GET TO KNOW ME 

(A special introduction booklet given to Kibby's new regular education classmates -- his first time ever in a regular education classroom.)

  Hi!  My name is Kibriyyil Miller but you can call me "Kibby".  I am 10 years old and live at home with my mom, dad, 12-year old sister and 8-year old brother.  I have autism.

   When I was a year old I could talk.  Mom says I spoke like a 4-year old.  Then all of a sudden, like many children with autism, I lost the ability to speak.  Even though I don't talk (and I try really hard to), I am always listening. 

   When I was little, I spent most of my time in a world of my own and didn't pay any attention to anything around me.  My teacher, Ms. Rebecca MacLeod has helped me to pay more attention to people and things and I'm hoping you will all help me too. 

   My mom cried when she heard I was going to come and be in your class because I have never been in a regular classroom before or been around very many children who didn't have autism too.  So I have no friends to help me learn "the rules" or how to play games like everyone else.  Even though I look like everyone else, I do many things that are unusual, so people often stare at me and whisper about me.  Mom says they are just ignorant and rude, but it doesn't bother me though, because I can't help but do the things I do and these things are very normal to me.

   Autism is a developmental disability that I will have to live with for the rest of my life.  It is a neurological disorder that affects the way my brain processes information.  It can make things really hard for me because most of the time I see things differently and have trouble understanding the world around me.  Autism makes me behave differently too.  For instance, sudden loud or strange noises can hurt my ears so you will sometimes see me covering them, and I may even cry.  I also cover them when I don't want to do what you tell me to, but that doesn't hurt J.  At times being around too many people can make me nervous so I will do what I can to get away and be alone. 

   I have something called Sensory Integration Disorder (SID) that mixes up my sense of touch.  For instance I can't stand to hold a pencil between my fingers, but I love the way uncooked rice, sand and water feel.
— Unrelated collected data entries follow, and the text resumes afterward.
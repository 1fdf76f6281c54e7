// ── Task dialogs ──────────────────────────────────────────────────────────────
//
// `ConfirmDialog` backed by `TaskDialog` (Common Controls v6; see build.rs for
// the manifest dependency).

#![allow(unsafe_code)]

use windows::{
    core::PCWSTR,
    Win32::{
        Foundation::HINSTANCE,
        UI::{
            Controls::{
                TaskDialog, TASKDIALOG_COMMON_BUTTON_FLAGS, TDCBF_CANCEL_BUTTON, TDCBF_NO_BUTTON,
                TDCBF_OK_BUTTON, TDCBF_YES_BUTTON, TD_ERROR_ICON, TD_INFORMATION_ICON,
                TD_WARNING_ICON,
            },
            WindowsAndMessaging::{IDCANCEL, IDNO, IDOK, IDYES},
        },
    },
};

use crate::error::Result;
use crate::platform::{ButtonSet, ConfirmDialog, ConfirmRequest, DialogIcon, NativeButton};
use crate::strings::to_wide;

/// The native task dialog.
#[derive(Debug, Default, Clone, Copy)]
pub struct Win32TaskDialog;

fn common_buttons(buttons: ButtonSet) -> TASKDIALOG_COMMON_BUTTON_FLAGS {
    match buttons {
        ButtonSet::Ok => TDCBF_OK_BUTTON,
        ButtonSet::YesNo => TDCBF_YES_BUTTON | TDCBF_NO_BUTTON,
        ButtonSet::YesNoCancel => TDCBF_YES_BUTTON | TDCBF_NO_BUTTON | TDCBF_CANCEL_BUTTON,
    }
}

fn icon_resource(icon: Option<DialogIcon>) -> PCWSTR {
    match icon {
        Some(DialogIcon::Information) => TD_INFORMATION_ICON,
        Some(DialogIcon::Warning) => TD_WARNING_ICON,
        Some(DialogIcon::Error) => TD_ERROR_ICON,
        None => PCWSTR::null(),
    }
}

fn native_button(id: i32) -> NativeButton {
    match id {
        x if x == IDOK.0 => NativeButton::Ok,
        x if x == IDYES.0 => NativeButton::Yes,
        x if x == IDNO.0 => NativeButton::No,
        x if x == IDCANCEL.0 => NativeButton::Cancel,
        other => NativeButton::Other(other),
    }
}

impl ConfirmDialog for Win32TaskDialog {
    fn confirm(&mut self, request: &ConfirmRequest<'_>) -> Result<NativeButton> {
        let caption = to_wide(request.caption);
        let heading = request.heading.map(to_wide);
        let body = to_wide(request.body);
        let mut pressed = 0i32;

        // SAFETY: every string is a NUL-terminated UTF-16 buffer that stays
        // alive for the duration of the call; `heading` falls back to NULL,
        // which TaskDialog accepts.  The icon is either NULL or one of the
        // predefined TD_*_ICON resource ordinals, which TaskDialog resolves
        // from comctl32 since we pass no HINSTANCE.  `pressed` is a valid i32
        // out-pointer.
        unsafe {
            TaskDialog(
                request.owner.hwnd(),
                HINSTANCE::default(),
                PCWSTR(caption.as_ptr()),
                heading
                    .as_ref()
                    .map_or(PCWSTR::null(), |h| PCWSTR(h.as_ptr())),
                PCWSTR(body.as_ptr()),
                common_buttons(request.buttons),
                icon_resource(request.icon),
                Some(&mut pressed as *mut i32),
            )?;
        }

        Ok(native_button(pressed))
    }
}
There was a time when for some reason I couldn't stand the way the shower felt or having my face touched.  The doctors said that to me it felt something like a zillion bugs crawling around on my skin.  You can imagine how much trouble mom and dad had just trying to wash my face.  But once my dad and Coach Williams taught me how much fun being in the water can be and I got used to the water enough to learn how to float, I love water so much now that I drive my parents crazy playing in the sink non-stop and taking baths so long that my skin shrivels! 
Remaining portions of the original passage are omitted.